Bucharest’s Colosseum, Romania’s largest mall has added a casino, a multiplex cinema, a fitness centre and children’s playgrounds. It is in the process of adding more office and commercial space. 

Read about the transformation of an enclosed urban shopping centre in Barcelona to an integrated town centre which includes sport and recreation, commerce, cultural activities, playgrounds, technology and dining here.

Other ways in which malls have reinvented themselves

Some have become hospitals and medical centres. A former Walmart in Fort Wright Kentucky, for example, has become the Christ Hospital and Outpatient Centre. Nashville's 100 Oaks Mall is now a medical centre. 

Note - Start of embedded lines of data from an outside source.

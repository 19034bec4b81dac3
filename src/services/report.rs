use std::path::Path;

use crate::domain::models::Report;

fn display_path(path: &Path, root: &Path) -> String {
    match path.strip_prefix(root) {
        Ok(rel) => rel.display().to_string(),
        Err(_) => path.display().to_string(),
    }
}

/// Human-readable summary of a report. Pure: lines are handed back to the
/// caller, which decides where they go.
pub fn summary_lines(report: &Report) -> Vec<String> {
    let mut lines = vec![
        format!("Total modules: {}", report.total_modules()),
        format!("Total issues: {}", report.total_issues()),
    ];

    if report.total_issues() == 0 {
        lines.push("No module issues detected.".to_string());
        return lines;
    }

    lines.push("Modules with issues:".to_string());
    for module in &report.issued {
        lines.push(format!(
            "- {} ({}) -> {}",
            module.name,
            module.category,
            display_path(&module.path, &report.root)
        ));
        for issue in &module.issues {
            lines.push(format!("  [{}] {}", issue.code, issue.message));
        }
    }
    lines
}
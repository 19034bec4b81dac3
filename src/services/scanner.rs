use serde_yaml::Value;
use std::path::{Path, PathBuf};
use tracing::warn;

use crate::domain::models::{ModuleRecord, Report};
use crate::services::category::{CategoryId, Registry};
use crate::services::issues::{issue_for, validate_manifest, IssueCode};
use crate::services::manifest::{manifest_path, read_manifest};

/// Version recorded when the manifest exists but carries no version value.
const DEFAULT_VERSION: &str = "0.0.0";
/// Version recorded when the manifest itself is missing.
const UNKNOWN_VERSION: &str = "unknown";

/// Resolve a project root to its canonical form; roots that do not exist
/// yet fall back to an absolutized path so cache keys stay distinct.
pub fn resolve_root(root: &Path) -> PathBuf {
    match std::fs::canonicalize(root) {
        Ok(p) => p,
        Err(_) => std::env::current_dir()
            .map(|cwd| cwd.join(root))
            .unwrap_or_else(|_| root.to_path_buf()),
    }
}

fn display_path(path: &Path, root: &Path) -> String {
    match path.strip_prefix(root) {
        Ok(rel) => rel.display().to_string(),
        Err(_) => path.display().to_string(),
    }
}

fn log_issues(record: &ModuleRecord, root: &Path) {
    for issue in &record.issues {
        warn!(
            "[{}] {}: {} (file: {})",
            issue.code,
            record.name,
            issue.message,
            display_path(&issue.file, root)
        );
    }
}

/// String form of a manifest scalar; non-scalar values fall back to their
/// YAML rendering.
fn value_to_string(value: &Value) -> String {
    match value {
        Value::String(s) => s.clone(),
        Value::Number(n) => n.to_string(),
        Value::Bool(b) => b.to_string(),
        other => serde_yaml::to_string(other)
            .map(|s| s.trim_end().to_string())
            .unwrap_or_default(),
    }
}

fn coerce_version(raw: Option<&Value>) -> String {
    match raw {
        None | Some(Value::Null) => DEFAULT_VERSION.to_string(),
        Some(v) => value_to_string(v),
    }
}

fn coerce_repo_url(raw: Option<&Value>) -> Option<String> {
    match raw {
        Some(Value::String(s)) if !s.trim().is_empty() => Some(s.clone()),
        _ => None,
    }
}

fn coerce_requirements(raw: Option<&Value>) -> Vec<String> {
    match raw {
        Some(Value::Sequence(seq)) => seq.iter().map(value_to_string).collect(),
        _ => Vec::new(),
    }
}

/// Candidate module directories under one category root, sorted by name so
/// scan output is deterministic across filesystems. Hidden (`.`) and
/// internal (`__`) entries are never modules.
fn candidates(category_root: &Path) -> Vec<PathBuf> {
    let entries = match std::fs::read_dir(category_root) {
        Ok(entries) => entries,
        Err(_) => return Vec::new(),
    };
    let mut dirs: Vec<PathBuf> = entries
        .filter_map(|e| e.ok())
        .map(|e| e.path())
        // is_dir follows symlinks, so a linked module directory counts.
        .filter(|p| p.is_dir())
        .filter(|p| {
            p.file_name()
                .and_then(|n| n.to_str())
                .map(|n| !n.starts_with('.') && !n.starts_with("__"))
                .unwrap_or(false)
        })
        .collect();
    dirs.sort();
    dirs
}

fn scan_module(dir: &Path, category: CategoryId) -> ModuleRecord {
    let name = dir
        .file_name()
        .map(|n| n.to_string_lossy().to_string())
        .unwrap_or_default();

    let doc = match read_manifest(dir) {
        Ok(doc) => doc,
        // Any read failure degrades to one missing-manifest issue; a scan
        // never fails for per-module content.
        Err(_) => {
            let issue = issue_for(IssueCode::MissingManifest, &manifest_path(dir), None);
            return ModuleRecord {
                name,
                version: UNKNOWN_VERSION.to_string(),
                category,
                path: dir.to_path_buf(),
                repo_url: None,
                requirements: Vec::new(),
                issues: vec![issue],
            };
        }
    };

    let issues = validate_manifest(&doc, &manifest_path(dir));
    ModuleRecord {
        name,
        version: coerce_version(doc.get("version")),
        category,
        path: dir.to_path_buf(),
        repo_url: coerce_repo_url(doc.get("repo_url")),
        requirements: coerce_requirements(doc.get("requirements")),
        issues,
    }
}

/// Walk every category root under `root` and build a fresh report. Absent
/// category directories are normal and skipped silently.
pub fn scan(registry: &Registry, root: &Path) -> Report {
    let mut modules = Vec::new();
    let mut issued = Vec::new();

    for category in registry.all() {
        if !category.root.is_dir() {
            continue;
        }
        for dir in candidates(&category.root) {
            let record = scan_module(&dir, category.id);
            log_issues(&record, root);
            if !record.issues.is_empty() {
                issued.push(record.clone());
            }
            modules.push(record);
        }
    }

    Report {
        modules,
        issued,
        root: root.to_path_buf(),
    }
}

#[cfg(test)]
mod tests {
    use super::*;
    use std::fs;
    use tempfile::TempDir;

    fn write_module(root: &Path, category: &str, name: &str, manifest: Option<&str>) -> PathBuf {
        let dir = root.join(category).join(name);
        fs::create_dir_all(&dir).expect("create module dir");
        if let Some(yaml) = manifest {
            fs::write(dir.join("init.yaml"), yaml).expect("write manifest");
        }
        dir
    }

    fn scan_root(root: &Path) -> Report {
        scan(&Registry::resolve(root), root)
    }

    #[test]
    fn complete_manifest_yields_clean_record() {
        let tmp = TempDir::new().expect("tempdir");
        write_module(
            tmp.path(),
            "plugins",
            "alpha",
            Some("version: '1.2.3'\ntype: plugin\nrequirements: [beta]\nrepo_url: https://example.com/alpha\n"),
        );

        let report = scan_root(tmp.path());
        assert_eq!(report.total_modules(), 1);
        assert_eq!(report.total_issues(), 0);
        let m = &report.modules[0];
        assert_eq!(m.version, "1.2.3");
        assert_eq!(m.requirements, ["beta"]);
        assert_eq!(m.repo_url.as_deref(), Some("https://example.com/alpha"));
    }

    #[test]
    fn missing_manifest_yields_unknown_version_and_one_issue() {
        let tmp = TempDir::new().expect("tempdir");
        let dir = write_module(tmp.path(), "managers", "foo", None);

        let report = scan_root(tmp.path());
        let m = &report.modules[0];
        assert_eq!(m.name, "foo");
        assert_eq!(m.version, "unknown");
        assert_eq!(m.category.as_str(), "manager");
        assert!(m.requirements.is_empty());
        assert!(m.repo_url.is_none());
        assert_eq!(m.issues.len(), 1);
        assert_eq!(m.issues[0].code, IssueCode::MissingManifest);
        assert_eq!(m.issues[0].file, dir.join("init.yaml"));
    }

    #[test]
    fn empty_manifest_is_treated_as_missing() {
        let tmp = TempDir::new().expect("tempdir");
        write_module(tmp.path(), "utils", "blank", Some(""));

        let report = scan_root(tmp.path());
        assert_eq!(report.modules[0].version, "unknown");
        assert_eq!(report.modules[0].issues[0].code, IssueCode::MissingManifest);
    }

    #[test]
    fn empty_repo_url_flags_exactly_one_issue() {
        let tmp = TempDir::new().expect("tempdir");
        write_module(
            tmp.path(),
            "plugins",
            "bar",
            Some("version: '1.0.0'\ntype: plugin\nrequirements: []\nrepo_url: ''\n"),
        );

        let report = scan_root(tmp.path());
        let m = &report.modules[0];
        assert_eq!(m.issues.len(), 1);
        assert_eq!(m.issues[0].code, IssueCode::MissingRepoUrl);
        assert_eq!(m.version, "1.0.0");
        assert!(m.requirements.is_empty());
        assert!(m.repo_url.is_none());
    }

    #[test]
    fn whitespace_version_keeps_literal_string_but_flags_issue() {
        let tmp = TempDir::new().expect("tempdir");
        write_module(
            tmp.path(),
            "cores",
            "spacey",
            Some("version: '   '\ntype: core\nrequirements: []\nrepo_url: x\n"),
        );

        let report = scan_root(tmp.path());
        let m = &report.modules[0];
        assert_eq!(m.version, "   ");
        assert_eq!(m.issues[0].code, IssueCode::MissingVersion);
    }

    #[test]
    fn non_list_requirements_flags_and_coerces_to_empty() {
        let tmp = TempDir::new().expect("tempdir");
        write_module(
            tmp.path(),
            "plugins",
            "badreqs",
            Some("version: '1'\ntype: plugin\nrequirements: not-a-list\nrepo_url: x\n"),
        );

        let report = scan_root(tmp.path());
        let m = &report.modules[0];
        assert!(m.requirements.is_empty());
        // A non-empty string passes the presence rule even though it is not
        // list-shaped, matching the presence-only contract.
        assert!(m.issues.is_empty());

        write_module(
            tmp.path(),
            "plugins",
            "nullreqs",
            Some("version: '1'\ntype: plugin\nrequirements: null\nrepo_url: x\n"),
        );
        let report = scan_root(tmp.path());
        let m = report
            .modules
            .iter()
            .find(|m| m.name == "nullreqs")
            .expect("nullreqs scanned");
        assert!(m.requirements.is_empty());
        assert_eq!(m.issues[0].code, IssueCode::MissingRequirements);
    }

    #[test]
    fn hidden_and_internal_dirs_are_skipped() {
        let tmp = TempDir::new().expect("tempdir");
        write_module(tmp.path(), "plugins", ".hidden", None);
        write_module(tmp.path(), "plugins", "__pycache__", None);
        fs::write(tmp.path().join("plugins/stray.txt"), "not a module").expect("write file");
        write_module(tmp.path(), "plugins", "real", None);

        let report = scan_root(tmp.path());
        let names: Vec<&str> = report.modules.iter().map(|m| m.name.as_str()).collect();
        assert_eq!(names, ["real"]);
    }

    #[test]
    fn symlinked_module_directories_are_scanned() {
        let tmp = TempDir::new().expect("tempdir");
        let target = tmp.path().join("checkouts").join("linked");
        fs::create_dir_all(&target).expect("link target");
        fs::write(
            target.join("init.yaml"),
            "version: '2.0.0'\ntype: plugin\nrequirements: []\nrepo_url: x\n",
        )
        .expect("write manifest");
        fs::create_dir_all(tmp.path().join("plugins")).expect("category dir");
        std::os::unix::fs::symlink(&target, tmp.path().join("plugins/linked"))
            .expect("create symlink");

        let report = scan_root(tmp.path());
        let m = report
            .modules
            .iter()
            .find(|m| m.name == "linked")
            .expect("linked module scanned");
        assert_eq!(m.version, "2.0.0");
        assert!(m.issues.is_empty());
    }

    #[test]
    fn records_follow_category_order_then_name_order() {
        let tmp = TempDir::new().expect("tempdir");
        write_module(tmp.path(), "plugins", "zeta", None);
        write_module(tmp.path(), "plugins", "alpha", None);
        write_module(tmp.path(), "cores", "base", None);

        let report = scan_root(tmp.path());
        let names: Vec<&str> = report.modules.iter().map(|m| m.name.as_str()).collect();
        assert_eq!(names, ["base", "alpha", "zeta"]);
    }

    #[test]
    fn issued_preserves_relative_order_and_totals_add_up() {
        let tmp = TempDir::new().expect("tempdir");
        write_module(
            tmp.path(),
            "plugins",
            "clean",
            Some("version: '1'\ntype: plugin\nrequirements: []\nrepo_url: x\n"),
        );
        write_module(tmp.path(), "plugins", "missing", None);
        write_module(
            tmp.path(),
            "utils",
            "partial",
            Some("version: ''\ntype: ''\nrequirements: []\nrepo_url: x\n"),
        );

        let report = scan_root(tmp.path());
        assert_eq!(report.total_modules(), 3);
        assert_eq!(
            report.total_issues(),
            report.modules.iter().map(|m| m.issues.len()).sum::<usize>()
        );
        let issued: Vec<&str> = report.issued.iter().map(|m| m.name.as_str()).collect();
        let expected: Vec<&str> = report
            .modules
            .iter()
            .filter(|m| !m.issues.is_empty())
            .map(|m| m.name.as_str())
            .collect();
        assert_eq!(issued, expected);
        assert_eq!(issued, ["missing", "partial"]);
    }
}
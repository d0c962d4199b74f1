//! Static description of the target board: which pins exist and how the generated code refers to them.

use alloc::collections::BTreeMap;
use alloc::string::String;

use compact_str::CompactString;
use num_derive::FromPrimitive;

#[cfg(feature = "serde")]
use serde::{Serialize, Deserialize};

use crate::value::is_identifier;

/// The direction/peripheral a pin is currently configured for on the device.
///
/// The discriminants are the codes stored in the device's `cfg.p` table.
#[derive(Debug, Clone, Copy, PartialEq, Eq, FromPrimitive)]
#[cfg_attr(feature = "serde", derive(Serialize, Deserialize))]
#[repr(u8)]
pub enum PinMode {
    Output = 0,
    Input = 1,
    Pwm = 2,
    Analog = 3,
}
impl PinMode {
    pub fn code(self) -> u8 {
        self as u8
    }
}

/// Maps the pin numbers printed on the board to the names lua-rtos uses for them.
#[derive(Debug, Clone, PartialEq, Eq, Default)]
#[cfg_attr(feature = "serde", derive(Serialize, Deserialize))]
#[cfg_attr(feature = "serde", serde(rename_all = "camelCase", default))]
pub struct Pinout {
    /// Digital outputs, referenced as `pio.<name>`.
    pub digital_output: BTreeMap<u32, CompactString>,
    /// Digital inputs, referenced as `pio.<name>`.
    pub digital_input: BTreeMap<u32, CompactString>,
    /// Analog inputs, given as an adc channel number.
    pub analog_input: BTreeMap<u32, CompactString>,
    /// PWM-capable outputs, referenced as `pio.<name>`.
    pub analog_output: BTreeMap<u32, CompactString>,
}
impl Pinout {
    /// Checks if `pin` is exposed as a digital pin in either direction.
    pub fn is_digital(&self, pin: u32) -> bool {
        self.digital_output.contains_key(&pin) || self.digital_input.contains_key(&pin)
    }
}

/// Connection details of the MQTT broker used by the messaging blocks.
#[derive(Debug, Clone, PartialEq, Eq)]
#[cfg_attr(feature = "serde", derive(Serialize, Deserialize))]
#[cfg_attr(feature = "serde", serde(rename_all = "camelCase"))]
pub struct Broker {
    pub url: CompactString,
    #[cfg_attr(feature = "serde", serde(default = "default_port"))]
    pub port: u16,
    #[cfg_attr(feature = "serde", serde(alias = "deviceID"))]
    pub device_id: CompactString,
    #[cfg_attr(feature = "serde", serde(default))]
    pub username: CompactString,
    #[cfg_attr(feature = "serde", serde(default))]
    pub password: CompactString,
}
#[cfg(feature = "serde")]
fn default_port() -> u16 { 1883 }

/// Everything the compiler needs to know about the board it targets.
///
/// A missing pinout or broker is not an error: the blocks that need them compile to nothing and are reported once.
#[derive(Debug, Clone, PartialEq, Eq, Default)]
#[cfg_attr(feature = "serde", derive(Serialize, Deserialize))]
pub struct BoardConfig {
    #[cfg_attr(feature = "serde", serde(default))]
    pub name: CompactString,
    #[cfg_attr(feature = "serde", serde(default))]
    pub pinout: Option<Pinout>,
    #[cfg_attr(feature = "serde", serde(default))]
    pub broker: Option<Broker>,
}

#[derive(Debug)]
pub enum BoardConfigError {
    Json { error: serde_json::Error },
    BadPinName { pin: u32, name: CompactString },
}
impl From<serde_json::Error> for BoardConfigError { fn from(error: serde_json::Error) -> Self { Self::Json { error } } }
impl core::fmt::Display for BoardConfigError {
    fn fmt(&self, f: &mut core::fmt::Formatter) -> core::fmt::Result {
        match self {
            BoardConfigError::Json { error } => write!(f, "invalid board config: {error}"),
            BoardConfigError::BadPinName { pin, name } => write!(f, "pin {pin} has a name that is not a lua identifier: {name:?}"),
        }
    }
}

impl BoardConfig {
    /// Loads a board description in the same json layout the editor ships its boards in.
    #[cfg(feature = "serde")]
    pub fn from_json(content: &str) -> Result<Self, BoardConfigError> {
        let res: Self = serde_json::from_str(content)?;
        res.validate()?;
        Ok(res)
    }
    /// Makes sure every pin name can be spliced into generated code as-is.
    pub fn validate(&self) -> Result<(), BoardConfigError> {
        let pinout = match &self.pinout {
            Some(x) => x,
            None => return Ok(()),
        };
        let named = pinout.digital_output.iter().chain(&pinout.digital_input).chain(&pinout.analog_output);
        for (pin, name) in named {
            if !is_identifier(name) {
                return Err(BoardConfigError::BadPinName { pin: *pin, name: name.clone() });
            }
        }
        for (pin, channel) in pinout.analog_input.iter() {
            if channel.is_empty() || !channel.chars().all(|ch| ch.is_ascii_alphanumeric() || ch == '_' || ch == '.') {
                return Err(BoardConfigError::BadPinName { pin: *pin, name: channel.clone() });
            }
        }
        Ok(())
    }
    /// The lua statement that connects the shared MQTT client if it is not connected yet.
    pub fn mqtt_connection_code(&self) -> Option<String> {
        use crate::value::quote;
        self.broker.as_ref().map(|broker| format!(
            "if cfg.m == nil then cfg.m = mqtt.client({}, {}, {}, false) cfg.m:connect({}, {}) end",
            quote(&broker.device_id), quote(&broker.url), broker.port, quote(&broker.username), quote(&broker.password),
        ))
    }
}

#[test]
fn test_pin_mode_codes() {
    use num_traits::FromPrimitive;
    assert_eq!(PinMode::from_u8(0), Some(PinMode::Output));
    assert_eq!(PinMode::from_u8(1), Some(PinMode::Input));
    assert_eq!(PinMode::from_u8(3), Some(PinMode::Analog));
    assert_eq!(PinMode::from_u8(9), None);
    assert_eq!(PinMode::Pwm.code(), 2);
}

#[test]
fn test_mqtt_connection_code() {
    let mut board = BoardConfig::default();
    assert_eq!(board.mqtt_connection_code(), None);
    board.broker = Some(Broker { url: "whitecatboard.org".into(), port: 1883, device_id: "cat-1".into(), username: "".into(), password: "".into() });
    assert_eq!(board.mqtt_connection_code().unwrap(), r#"if cfg.m == nil then cfg.m = mqtt.client("cat-1", "whitecatboard.org", 1883, false) cfg.m:connect("", "") end"#);
}
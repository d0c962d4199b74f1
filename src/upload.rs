//! Chunked, acknowledged program upload over the serial link.
//!
//! The board is put into receive mode with `io.receive`, after which it prints `C` every time it can take another chunk.
//! Each chunk is a length byte followed by that many bytes of the program; a zero length ends the file,
//! and the board is then told to run it.

use alloc::collections::VecDeque;
use alloc::string::String;
use alloc::vec::Vec;
use core::fmt;

/// The file the program is stored in on the board.
pub const AUTORUN_PATH: &str = "/sd/autorun.lua";
/// The largest payload a single framed chunk can carry.
pub const MAX_CHUNK_SIZE: usize = 254;

/// Something to write to the board.
#[derive(Debug, Clone, PartialEq, Eq)]
pub enum Frame {
    /// Pokes the board console until it shows its prompt.
    WakeUp,
    /// Puts the board into file receive mode.
    UploadStart,
    Chunk(Vec<u8>),
    /// Ends the file and runs it.
    Trailer,
    /// Ends a partly received file without running it and puts the board back into receive mode.
    Restart,
    StopAll,
    SuspendAll,
    ResumeAll,
    /// A single line of lua to run right away, outside of the uploaded program.
    Command(String),
}
impl Frame {
    pub fn to_bytes(&self) -> Vec<u8> {
        match self {
            Frame::WakeUp => b"\r\n\r\n".to_vec(),
            Frame::UploadStart => format!("\rio.receive(\"{AUTORUN_PATH}\")\r").into_bytes(),
            Frame::Chunk(data) => {
                debug_assert!(data.len() <= MAX_CHUNK_SIZE);
                let mut res = Vec::with_capacity(data.len() + 1);
                res.push(data.len() as u8);
                res.extend_from_slice(data);
                res
            }
            Frame::Trailer => {
                let mut res = vec![0];
                res.extend_from_slice(format!("\r\ndofile(\"{AUTORUN_PATH}\")\r\n").as_bytes());
                res
            }
            Frame::Restart => {
                let mut res = vec![0];
                res.extend_from_slice(&Frame::UploadStart.to_bytes());
                res
            }
            Frame::StopAll => b"thread.stop()\r\n".to_vec(),
            Frame::SuspendAll => b"thread.suspend()\r\n".to_vec(),
            Frame::ResumeAll => b"thread.resume()\r\n".to_vec(),
            Frame::Command(line) => format!("{line}\r\n").into_bytes(),
        }
    }
    /// Checks if the board answers this frame with `C` before anything else may be sent.
    pub fn expects_ack(&self) -> bool {
        matches!(self, Frame::UploadStart | Frame::Restart | Frame::Chunk(_))
    }
}

#[derive(Debug)]
pub enum LinkError {
    /// The serial port stayed busy for too many write attempts. The board needs a manual reset.
    WriteContention { attempts: u32 },
    /// The board stopped acknowledging chunks.
    DeviceUnresponsive,
    /// The connection to the board is gone.
    Closed,
    #[cfg(feature = "std")]
    Io { error: std::io::Error },
}
#[cfg(feature = "std")]
impl From<std::io::Error> for LinkError { fn from(error: std::io::Error) -> Self { Self::Io { error } } }
impl fmt::Display for LinkError {
    fn fmt(&self, f: &mut fmt::Formatter) -> fmt::Result {
        match self {
            LinkError::WriteContention { attempts } => write!(f, "could not write to the board after {attempts} attempts. Please reset the board"),
            LinkError::DeviceUnresponsive => write!(f, "the board stopped responding"),
            LinkError::Closed => write!(f, "the connection to the board was closed"),
            #[cfg(feature = "std")]
            LinkError::Io { error } => write!(f, "serial error: {error}"),
        }
    }
}

/// Keeps at most one write in flight and gives up after a bounded number of contended attempts.
#[derive(Debug, Clone)]
pub struct WriteGate {
    writing: bool,
    attempts: u32,
    max_attempts: u32,
}
impl WriteGate {
    pub fn new(max_attempts: u32) -> Self {
        Self { writing: false, attempts: 0, max_attempts }
    }
    /// Tries to start a write. `Ok(false)` means another write is still in flight and the caller should retry later.
    pub fn acquire(&mut self) -> Result<bool, LinkError> {
        if !self.writing {
            self.writing = true;
            self.attempts = 0;
            return Ok(true);
        }
        self.attempts += 1;
        if self.attempts >= self.max_attempts {
            log::error!("write still blocked after {} attempts", self.attempts);
            return Err(LinkError::WriteContention { attempts: self.attempts });
        }
        log::warn!("write in progress, retrying (attempt {})", self.attempts);
        Ok(false)
    }
    pub fn release(&mut self) {
        self.writing = false;
    }
    pub fn is_writing(&self) -> bool {
        self.writing
    }
}

#[derive(Debug, Clone, Copy, PartialEq, Eq)]
pub enum SendStatus {
    /// The board already has (or is receiving) this exact program.
    Skipped,
    /// Write [`Frame::UploadStart`] and feed every `C` to [`UploadChannel::chunk_ready`].
    Started { chunks: usize },
    /// Another upload is waiting for its next `C`. This program replaces it at that point, so nothing needs to be written now.
    Queued { chunks: usize },
}

struct Transfer {
    program: String,
    pending: VecDeque<Vec<u8>>,
}
impl Transfer {
    fn new(program: String, chunk_size: usize) -> Self {
        let pending = program.as_bytes().chunks(chunk_size).map(|x| x.to_vec()).collect();
        Self { program, pending }
    }
}

/// Splits programs into frames and hands them out one acknowledgement at a time.
pub struct UploadChannel {
    chunk_size: usize,
    current: Option<Transfer>,
    queued: Option<Transfer>,
    last_sent: Option<String>,
}
impl UploadChannel {
    pub fn new(chunk_size: usize) -> Self {
        Self { chunk_size: chunk_size.clamp(1, MAX_CHUNK_SIZE), current: None, queued: None, last_sent: None }
    }
    /// Starts uploading `program`, unless it is byte-identical to the one last sent or currently being sent.
    ///
    /// The board must not see anything but chunks while it is receiving, so a different program sent during an upload
    /// is queued instead. The next `C` then ends the partial file with [`Frame::Restart`] and the queued program is sent from scratch.
    pub fn send(&mut self, program: String) -> SendStatus {
        if let Some(current) = self.current.as_ref() {
            if current.program == program {
                log::debug!("program already uploading, dropping queued program");
                self.queued = None;
                return SendStatus::Skipped;
            }
            let transfer = Transfer::new(program, self.chunk_size);
            let chunks = transfer.pending.len();
            log::debug!("upload in progress, queueing {} bytes in {} chunks", transfer.program.len(), chunks);
            self.queued = Some(transfer);
            return SendStatus::Queued { chunks };
        }
        if self.last_sent.as_deref() == Some(program.as_str()) {
            log::debug!("program unchanged, skipping upload");
            return SendStatus::Skipped;
        }
        let transfer = Transfer::new(program, self.chunk_size);
        let chunks = transfer.pending.len();
        log::debug!("uploading {} bytes in {} chunks", transfer.program.len(), chunks);
        self.current = Some(transfer);
        SendStatus::Started { chunks }
    }
    /// The board printed `C`. Returns the next frame to write, if an upload is in progress.
    /// After the last chunk this returns [`Frame::Trailer`] and the upload is complete.
    pub fn chunk_ready(&mut self) -> Option<Frame> {
        let transfer = self.current.as_mut()?;
        if let Some(queued) = self.queued.take() {
            *transfer = queued;
            return Some(Frame::Restart);
        }
        if let Some(chunk) = transfer.pending.pop_front() {
            return Some(Frame::Chunk(chunk));
        }
        let transfer = self.current.take()?;
        self.last_sent = Some(transfer.program);
        Some(Frame::Trailer)
    }
    pub fn is_uploading(&self) -> bool {
        self.current.is_some()
    }
    /// Abandons any upload in progress and forgets what was sent, so the next [`UploadChannel::send`] always transfers.
    pub fn forget(&mut self) {
        self.current = None;
        self.queued = None;
        self.last_sent = None;
    }
    /// Forgets the last fully sent program without touching an upload in progress.
    pub fn forget_sent(&mut self) {
        self.last_sent = None;
    }
    /// Abandons the upload in progress. The last fully sent program is still remembered.
    pub fn cancel(&mut self) {
        self.current = None;
        self.queued = None;
    }
}

#[test]
fn test_frame_bytes() {
    assert_eq!(Frame::UploadStart.to_bytes(), b"\rio.receive(\"/sd/autorun.lua\")\r");
    assert_eq!(Frame::Chunk(b"abc".to_vec()).to_bytes(), b"\x03abc");
    assert_eq!(Frame::Trailer.to_bytes(), b"\x00\r\ndofile(\"/sd/autorun.lua\")\r\n");
    assert_eq!(Frame::Restart.to_bytes(), b"\x00\rio.receive(\"/sd/autorun.lua\")\r");
    assert!(Frame::Restart.expects_ack());
    assert_eq!(Frame::StopAll.to_bytes(), b"thread.stop()\r\n");
    assert!(Frame::Chunk(vec![]).expects_ack());
    assert!(!Frame::Trailer.expects_ack());
}

#[test]
fn test_write_gate() {
    let mut gate = WriteGate::new(3);
    assert_eq!(gate.acquire().unwrap(), true);
    assert_eq!(gate.acquire().unwrap(), false);
    assert_eq!(gate.acquire().unwrap(), false);
    assert!(matches!(gate.acquire(), Err(LinkError::WriteContention { attempts: 3 })));
    gate.release();
    assert_eq!(gate.acquire().unwrap(), true);
}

Others are turning into schools and educational facilities. The Highland Mall in Austin Texas for example, has become part of the the Austin Community College. Life Science Centres are springing up in several parts of the UK. See for example, what's happening in Cambridge.

The sacred and profane 

 

Churches are also taking up vacant retail space. Lakes Church in Lakeland, Florida is one of several which have snapped up whole shopping centres. A former Sam's Club in Olathe, Kansas has become the home of the Heartland Community Church.
 
Commerce takes pride of place in others. Some shopping centres are turning into offices, techno hubs and distribution centres. In 2019 Google leased the Westside Mall in Los Angeles to turn it into additional office space. It recently also purchased the former Mayfield Mall at Mountain View, California which it has been leasing since 2013.

Between 2016 and 2019 Amazon has converted no less than 25 American malls into distribution centres and plans to convert several more.

Down to earth

 

Among the more original reuses of large areas of retail space is its conversion to indoor green houses. Aerofarms in New Jersey for example, has developed indoor vertical farms in a number of vacant buildings, including abandoned malls. 

In a similar vein Wilder Fields is converting a former Target Store in Calumet, Illinois to an indoor farm. In Michigan's Copper County Mall in Houghton, a marijuana dispensary is growing its own product on site, and in Detroit, the Central Detroit Christian Farm and Fishery has established an indoor fish farm at a former retail location. 

As may be seen from the above, while many malls are languishing, it is also an opportunity to create something better.